Frank Sesno is a member of the Council on Foreign Relations. His most recent project, Planet Forward, serves to bridge the gap between conventional and emerging media to move the discussion of the environment in the direction of real-world solutions and discussion. Its hybrid web/television format focuses on energy, climate and sustainability issues. Sesno completes regular webisodes on the Planet Forward website through his Profile on Planet Forward.

He currently hosts the PBS program "The Future of News."

In 2000, while at CNN, Sesno appeared on the Democracy Now! show.

In 2012, controversy surrounded Sesno's moderation of a debate at The George Washington University between conservative commentator Ann Coulter and MSNBC host Lawrence O'Donnell. Coulter accused Sesno of biased moderating and said he treated her like a 'crazy broad' after he repeatedly responded to her points rather than allow O'Donnell to respond.

In 2016, Sesno appeared as a news anchor on House of Cards in the eighth episode of the fourth season titled "Chapter 48."

In 2017, Sesno published Ask More: The Power of Questions to Open Doors, Uncover Solutions, and Spark Change with a foreword by Wolf Blitzer. Ask More focuses on how successful individuals formulate and ask the "right" questions.

In 2019, the School of Media and Public Affairs announced that Director Frank Sesno would step down after an 11-year tenure as the school's head at the end of 2019–2020 academic year.

In 2020, Frank Sesno announced he will serve as the School of Media and Public Affairs director of strategic initiatives following a sabbatical.

==Notable works==

In 2006, a highly rated Sesno documentary about the politics of energy appeared on CNN. His last program titled, "We Were Warned: Tomorrow's Oil Crisis," aired on CNN. He teaches how the media affects the creation of public policy and is a host and producer of in-depth specials and mini-series on PBS and The History Channel.

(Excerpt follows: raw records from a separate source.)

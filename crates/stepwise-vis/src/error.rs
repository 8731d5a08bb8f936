//! Error types for the visualization server.

use axum::{
    http::StatusCode,
    response::{IntoResponse, Response},
    Json,
};
use serde::Serialize;
use thiserror::Error;

use crate::producers::Algorithm;

/// Result type for server operations.
pub type Result<T> = std::result::Result<T, Error>;

/// Errors that can occur while serving requests.
#[derive(Debug, Error)]
pub enum Error {
    /// No reference producer by that name
    #[error("unknown algorithm `{0}`")]
    UnknownAlgorithm(String),

    /// The supplied input does not fit the algorithm
    #[error("{algorithm} expects {expected} input")]
    InputMismatch {
        algorithm: Algorithm,
        expected: &'static str,
    },

    /// The input is larger than the server accepts
    #[error("input of {size} elements exceeds the limit of {max}")]
    InputTooLarge { size: usize, max: usize },

    /// A playback operation arrived before any run was started
    #[error("no active session")]
    NoSession,

    /// Replay engine error
    #[error(transparent)]
    Replay(#[from] stepwise_replay::Error),

    /// IO error
    #[error("IO error: {0}")]
    Io(#[from] std::io::Error),
}

impl Error {
    /// Stable machine-readable name.
    pub fn code(&self) -> &'static str {
        match self {
            Error::UnknownAlgorithm(_) => "unknown_algorithm",
            Error::InputMismatch { .. } => "input_mismatch",
            Error::InputTooLarge { .. } => "input_too_large",
            Error::NoSession => "no_session",
            Error::Replay(err) => err.code(),
            Error::Io(_) => "io",
        }
    }

    fn status(&self) -> StatusCode {
        use stepwise_replay::Error as Replay;
        match self {
            Error::UnknownAlgorithm(_)
            | Error::InputMismatch { .. }
            | Error::InputTooLarge { .. } => StatusCode::BAD_REQUEST,
            Error::NoSession => StatusCode::NOT_FOUND,
            Error::Replay(Replay::TraceUnavailable(_)) => StatusCode::SERVICE_UNAVAILABLE,
            Error::Replay(Replay::InvalidOperation { .. }) => StatusCode::CONFLICT,
            Error::Replay(Replay::AnimationStepFailed { .. } | Replay::UnknownStepKind { .. }) => {
                StatusCode::UNPROCESSABLE_ENTITY
            }
            Error::Io(_) => StatusCode::INTERNAL_SERVER_ERROR,
        }
    }
}

/// JSON error body.
#[derive(Debug, Serialize)]
struct ErrorResponse {
    error: &'static str,
    message: String,
    retryable: bool,
}

impl IntoResponse for Error {
    fn into_response(self) -> Response {
        let status = self.status();
        if status.is_server_error() {
            tracing::error!(error = %self, "request failed");
        }
        let retryable = matches!(&self, Error::Replay(err) if err.is_retryable());
        let body = Json(ErrorResponse {
            error: self.code(),
            message: self.to_string(),
            retryable,
        });
        (status, body).into_response()
    }
}

#[cfg(test)]
mod tests {
    use super::*;

    #[test]
    fn statuses_follow_error_kind() {
        assert_eq!(
            Error::UnknownAlgorithm("bogo".into()).status(),
            StatusCode::BAD_REQUEST
        );
        assert_eq!(Error::NoSession.status(), StatusCode::NOT_FOUND);
        let too_large = Error::InputTooLarge { size: 9000, max: 512 };
        assert_eq!(too_large.status(), StatusCode::BAD_REQUEST);
        assert_eq!(too_large.code(), "input_too_large");

        let unavailable = Error::from(stepwise_replay::Error::TraceUnavailable("timed out".into()));
        assert_eq!(unavailable.status(), StatusCode::SERVICE_UNAVAILABLE);
        assert_eq!(unavailable.code(), "trace_unavailable");

        let rejected = Error::from(stepwise_replay::Error::InvalidOperation {
            operation: "seek",
            state: stepwise_replay::PlaybackState::Playing,
        });
        assert_eq!(rejected.status(), StatusCode::CONFLICT);
        assert_eq!(rejected.to_string(), "cannot seek while playing");
    }
}
//! Recursive towers of Hanoi over three pegs.

use stepwise_trace::{Step, StepKind};

use super::Recorder;

/// Move `disks` disks from peg 0 to peg 2.
pub(crate) fn solve(disks: u32) -> Vec<Step> {
    let mut rec = Recorder::default();
    shift(disks, 0, 2, 1, &mut rec);
    rec.finish()
}

fn shift(disk: u32, from: usize, to: usize, via: usize, rec: &mut Recorder) {
    if disk == 0 {
        return;
    }
    shift(disk - 1, from, via, to, rec);
    rec.note(
        StepKind::Move {
            item: disk,
            from,
            to,
        },
        format!("move disk {disk} from peg {from} to peg {to}"),
    );
    shift(disk - 1, via, to, from, rec);
}

#[cfg(test)]
mod tests {
    use super::*;

    #[test]
    fn move_count_is_minimal() {
        for disks in 1..=6 {
            assert_eq!(solve(disks).len(), (1 << disks) - 1);
        }
    }

    #[test]
    fn smallest_disk_moves_first() {
        let steps = solve(3);
        assert_eq!(
            steps[0].kind,
            StepKind::Move {
                item: 1,
                from: 0,
                to: 2
            }
        );
        assert_eq!(steps[0].note.as_deref(), Some("move disk 1 from peg 0 to peg 2"));
    }
}
//! Server configuration.

use std::net::SocketAddr;
use std::time::Duration;

use stepwise_replay::{env_parse, PlaybackConfig};

/// Configuration for the visualization server.
#[derive(Debug, Clone)]
pub struct ServerConfig {
    /// Address to listen on
    pub addr: SocketAddr,
    /// How long a producer may run before the request fails
    pub producer_timeout: Duration,
    /// Input size used when a run request does not give one
    pub input_size: usize,
    /// Largest input, generated or explicit, a run may use
    pub max_input_size: usize,
    /// Seed for generated inputs
    pub seed: u64,
    /// Settings for every playback session
    pub playback: PlaybackConfig,
}

impl Default for ServerConfig {
    fn default() -> Self {
        Self {
            addr: SocketAddr::from(([127, 0, 0, 1], 3000)),
            producer_timeout: Duration::from_secs(5),
            input_size: 12,
            max_input_size: 512,
            seed: 42,
            playback: PlaybackConfig::default(),
        }
    }
}

impl ServerConfig {
    /// Load from the environment:
    ///
    /// - `STEPWISE_ADDR`
    /// - `STEPWISE_PRODUCER_TIMEOUT_MS`
    /// - `STEPWISE_INPUT_SIZE`
    /// - `STEPWISE_MAX_INPUT_SIZE`
    /// - `STEPWISE_SEED`
    ///
    /// plus everything [`PlaybackConfig::from_env`] reads.
    pub fn from_env() -> Self {
        let defaults = Self::default();
        Self {
            addr: env_parse("STEPWISE_ADDR").unwrap_or(defaults.addr),
            producer_timeout: env_parse("STEPWISE_PRODUCER_TIMEOUT_MS")
                .map(Duration::from_millis)
                .unwrap_or(defaults.producer_timeout),
            input_size: env_parse("STEPWISE_INPUT_SIZE")
                .filter(|&size: &usize| size > 0)
                .unwrap_or(defaults.input_size),
            max_input_size: env_parse("STEPWISE_MAX_INPUT_SIZE")
                .filter(|&max: &usize| max > 0)
                .unwrap_or(defaults.max_input_size),
            seed: env_parse("STEPWISE_SEED").unwrap_or(defaults.seed),
            playback: PlaybackConfig::from_env(),
        }
    }

    #[must_use]
    pub fn with_addr(mut self, addr: SocketAddr) -> Self {
        self.addr = addr;
        self
    }

    #[must_use]
    pub fn with_producer_timeout(mut self, timeout: Duration) -> Self {
        self.producer_timeout = timeout;
        self
    }

    #[must_use]
    pub fn with_input_size(mut self, size: usize) -> Self {
        self.input_size = size.max(1);
        self
    }

    #[must_use]
    pub fn with_max_input_size(mut self, max: usize) -> Self {
        self.max_input_size = max.max(1);
        self
    }

    #[must_use]
    pub fn with_seed(mut self, seed: u64) -> Self {
        self.seed = seed;
        self
    }

    #[must_use]
    pub fn with_playback(mut self, playback: PlaybackConfig) -> Self {
        self.playback = playback;
        self
    }
}
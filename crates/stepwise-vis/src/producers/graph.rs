//! Graph traversal producers.

use std::collections::VecDeque;

use stepwise_trace::{Graph, Step, StepKind};

use super::Recorder;

pub(crate) fn breadth_first(graph: &Graph, start: usize) -> Vec<Step> {
    let mut rec = Recorder::default();
    let mut visited = vec![false; graph.node_count()];
    let mut queue = VecDeque::from([start]);
    visited[start] = true;
    rec.push(StepKind::MarkVisited { node: start });
    rec.push(StepKind::Queue { node: start });

    while let Some(node) = queue.pop_front() {
        rec.push(StepKind::Dequeue { node });
        rec.push(StepKind::Visit { node });
        for next in graph.neighbors(node) {
            if visited[next] {
                continue;
            }
            visited[next] = true;
            rec.push(StepKind::Explore {
                source: node,
                target: next,
            });
            rec.push(StepKind::MarkVisited { node: next });
            rec.push(StepKind::Queue { node: next });
        }
    }
    rec.finish()
}

pub(crate) fn depth_first(graph: &Graph, start: usize) -> Vec<Step> {
    let mut rec = Recorder::default();
    let mut visited = vec![false; graph.node_count()];
    visited[start] = true;
    rec.push(StepKind::Visit { node: start });
    rec.push(StepKind::MarkVisited { node: start });
    let mut stack = vec![(start, graph.neighbors(start).into_iter())];

    while let Some((node, pending)) = stack.last_mut() {
        let node = *node;
        match pending.find(|&next| !visited[next]) {
            Some(next) => {
                rec.push(StepKind::Explore {
                    source: node,
                    target: next,
                });
                visited[next] = true;
                rec.push(StepKind::Visit { node: next });
                rec.push(StepKind::MarkVisited { node: next });
                stack.push((next, graph.neighbors(next).into_iter()));
            }
            None => {
                stack.pop();
                if let Some(&(parent, _)) = stack.last() {
                    rec.note(StepKind::Visit { node: parent }, format!("back at {parent}"));
                }
            }
        }
    }
    rec.finish()
}
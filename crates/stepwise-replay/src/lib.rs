//! Stepwise Replay Engine
//!
//! Deterministic playback of recorded algorithm traces.
//!
//! # Architecture
//!
//! - **Accumulator**: folds a trace prefix into a visual state through a
//!   per-domain [`TransitionTable`]
//! - **Controller**: position, stepping, seeking and auto-play of one trace
//! - **Supervisor**: swaps the active controller when a new run is requested
//! - **Events**: frames, state changes and notices broadcast to renderers
//!
//! # Usage
//!
//! ```ignore
//! let supervisor = SessionSupervisor::new(PlaybackConfig::from_env());
//! let controller = supervisor
//!     .start_session(VisualState::array(values), async { produce_steps() })
//!     .await?;
//!
//! let mut events = controller.subscribe();
//! controller.play(Duration::from_millis(200)).await?;
//! ```

mod accumulator;
mod config;
mod controller;
mod error;
mod events;
mod supervisor;
mod tables;

pub use accumulator::{
    Accumulator, FoldError, MaterializeError, Materialized, SkippedStep, Transition,
    TransitionTable,
};
pub use config::{
    env_parse, PlaybackConfig, DEFAULT_CANCEL_GRACE, DEFAULT_EVENT_CAPACITY, DEFAULT_STEP_DELAY,
};
pub use controller::{PlaybackController, PlaybackSpeed, PlaybackState, PlaybackStatus};
pub use error::{Error, Result};
pub use events::{Frame, Notice, NoticeLevel, PlaybackEvent};
pub use supervisor::SessionSupervisor;
pub use tables::{for_domain, ArrayTable, GraphTable, PegTable, TreeTable};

- 1992, Co-Anchor, The World Today (CNN)
- 2002, Appearance, Who Counts? (PBS)
- 2002, Producer, Ronald Reagan: A Legacy Remembered (The History Channel)
- 2003, Moderator, Avoiding Armageddon (CNN)
  - Confronting Terrorism: Turning the Tide (episode)
  - Nuclear Nightmares: Losing Control (episode)
  - Silent Killers: Poisons and Plagues (episode)
  - The New Face of Terror: Upping the Ante (episode)
- 2003, Narrator, LBJ vs. the Kennedys: Chasing Demons
- 2003, Narrator, JFK: A Presidency Revealed
- 2003, Moderator, Controversy: The Reagans
- 2004, Writer, Sesno Reports (WETA-PBS)
- The Situation Room with Wolf Blitzer, Regular Contributor (CNN)
- Fueling the Future, series, PBS
- 2007, We Were Warned: Tomorrow's Oil Crisis (CNN)
- 2008, Appearance, Pritzker Military Library Presents: Front & Center with John Callaway, The Politics of Defense
- 2009, Planet Forward, Pilot and Web-Sequel

==Awards==
- Emmy award, for his coverage of the 1993 Midwest flooding, "In Nature's Wake".
- CableAce Award, for coverage of the superpower summits
- Overseas Press Club Award, for best spot news reporting from abroad
- The National Press Club Award, for best consumer reporting on the breakup of the Bell system
- Lincoln University's Unity Award, for his 1992 documentary on economic dislocation in the United States.